▶ PROBLEM REQUIREMENTS:
Scan the records for the string "Uuid", then copy each line that has it.

▶ DATA UNDER STUDY:

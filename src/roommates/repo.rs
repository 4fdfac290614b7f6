use sqlx::types::Json;
use sqlx::{FromRow, PgPool, Postgres, QueryBuilder};
use time::{Date, OffsetDateTime};
use uuid::Uuid;

use crate::listings::{push_radius_filter, Address, GeoFilter};
use crate::roommates::dto::{NewRoommatePost, RoommateQuery};
use crate::storage::PhotoRef;

#[derive(Debug, Clone, FromRow)]
pub struct RoommatePost {
    pub id: Uuid,
    pub created_by: Uuid,
    pub post_type: String,
    pub rent: Option<f64>,
    pub other_services: Vec<String>,
    pub gender_preference: String,
    pub currently_living_users: Vec<Uuid>,
    pub looking_for: Option<i32>,
    pub available_from: Option<Date>,
    pub address: Json<Address>,
    pub longitude: Option<f64>,
    pub latitude: Option<f64>,
    pub photos: Json<Vec<PhotoRef>>,
    pub created_at: OffsetDateTime,
    pub updated_at: OffsetDateTime,
}

const POST_COLUMNS: &str = "id, created_by, post_type, rent, other_services, gender_preference, \
     currently_living_users, looking_for, available_from, address, longitude, latitude, photos, \
     created_at, updated_at";

pub async fn insert(
    db: &PgPool,
    created_by: Uuid,
    new: NewRoommatePost,
    photos: Vec<PhotoRef>,
) -> anyhow::Result<RoommatePost> {
    let post = sqlx::query_as::<_, RoommatePost>(&format!(
        "INSERT INTO roommate_posts (created_by, post_type, rent, other_services, \
         gender_preference, currently_living_users, looking_for, available_from, address, \
         longitude, latitude, photos) \
         VALUES ($1, $2, $3, $4, $5, $6, $7, $8, $9, $10, $11, $12) \
         RETURNING {POST_COLUMNS}"
    ))
    .bind(created_by)
    .bind(&new.post_type)
    .bind(new.rent)
    .bind(&new.other_services)
    .bind(&new.gender_preference)
    .bind(&new.currently_living_users)
    .bind(new.looking_for)
    .bind(new.available_from)
    .bind(Json(&new.address))
    .bind(new.location.as_ref().map(|l| l.longitude()))
    .bind(new.location.as_ref().map(|l| l.latitude()))
    .bind(Json(&photos))
    .fetch_one(db)
    .await?;
    Ok(post)
}

pub async fn find_by_id(db: &PgPool, id: Uuid) -> anyhow::Result<Option<RoommatePost>> {
    let post = sqlx::query_as::<_, RoommatePost>(&format!(
        "SELECT {POST_COLUMNS} FROM roommate_posts WHERE id = $1"
    ))
    .bind(id)
    .fetch_optional(db)
    .await?;
    Ok(post)
}

pub async fn update(db: &PgPool, post: &RoommatePost) -> anyhow::Result<RoommatePost> {
    let updated = sqlx::query_as::<_, RoommatePost>(&format!(
        "UPDATE roommate_posts SET rent = $1, other_services = $2, gender_preference = $3, \
         currently_living_users = $4, looking_for = $5, available_from = $6, address = $7, \
         longitude = $8, latitude = $9, photos = $10, updated_at = now() \
         WHERE id = $11 RETURNING {POST_COLUMNS}"
    ))
    .bind(post.rent)
    .bind(&post.other_services)
    .bind(&post.gender_preference)
    .bind(&post.currently_living_users)
    .bind(post.looking_for)
    .bind(post.available_from)
    .bind(Json(&post.address.0))
    .bind(post.longitude)
    .bind(post.latitude)
    .bind(Json(&post.photos.0))
    .bind(post.id)
    .fetch_one(db)
    .await?;
    Ok(updated)
}

pub async fn delete(db: &PgPool, id: Uuid) -> anyhow::Result<()> {
    sqlx::query("DELETE FROM roommate_posts WHERE id = $1")
        .bind(id)
        .execute(db)
        .await?;
    Ok(())
}

pub async fn list_by_creator(db: &PgPool, created_by: Uuid) -> anyhow::Result<Vec<RoommatePost>> {
    let posts = sqlx::query_as::<_, RoommatePost>(&format!(
        "SELECT {POST_COLUMNS} FROM roommate_posts WHERE created_by = $1 ORDER BY created_at DESC"
    ))
    .bind(created_by)
    .fetch_all(db)
    .await?;
    Ok(posts)
}

fn push_filters<'a>(
    qb: &mut QueryBuilder<'a, Postgres>,
    q: &'a RoommateQuery,
    geo: &Option<GeoFilter>,
) {
    if let Some(post_type) = &q.post_type {
        qb.push(" AND post_type = ").push_bind(post_type);
    }
    if let Some(gender) = &q.gender {
        qb.push(" AND gender_preference = ").push_bind(gender);
    }
    if let Some(city) = &q.city {
        qb.push(" AND address->>'city' = ").push_bind(city);
    }
    if let Some(geo) = geo {
        push_radius_filter(qb, geo);
    }
}

pub async fn search(
    db: &PgPool,
    q: &RoommateQuery,
    geo: &Option<GeoFilter>,
    limit: i64,
    offset: i64,
) -> anyhow::Result<(Vec<RoommatePost>, i64)> {
    let mut qb = QueryBuilder::<Postgres>::new(format!(
        "SELECT {POST_COLUMNS} FROM roommate_posts WHERE TRUE"
    ));
    push_filters(&mut qb, q, geo);
    qb.push(" ORDER BY created_at DESC LIMIT ")
        .push_bind(limit)
        .push(" OFFSET ")
        .push_bind(offset);
    let posts: Vec<RoommatePost> = qb.build_query_as().fetch_all(db).await?;

    let mut count_qb =
        QueryBuilder::<Postgres>::new("SELECT COUNT(*) FROM roommate_posts WHERE TRUE");
    push_filters(&mut count_qb, q, geo);
    let (total,): (i64,) = count_qb.build_query_as().fetch_one(db).await?;

    Ok((posts, total))
}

▶ ANSWER TO THE PROBLEM:
use uuid::Uuid;
    pub id: Uuid,
    pub created_by: Uuid,
    pub currently_living_users: Vec<Uuid>,
    created_by: Uuid,
pub async fn find_by_id(db: &PgPool, id: Uuid) -> anyhow::Result<Option<RoommatePost>> {
pub async fn delete(db: &PgPool, id: Uuid) -> anyhow::Result<()> {
pub async fn list_by_creator(db: &PgPool, created_by: Uuid) -> anyhow::Result<Vec<RoommatePost>> {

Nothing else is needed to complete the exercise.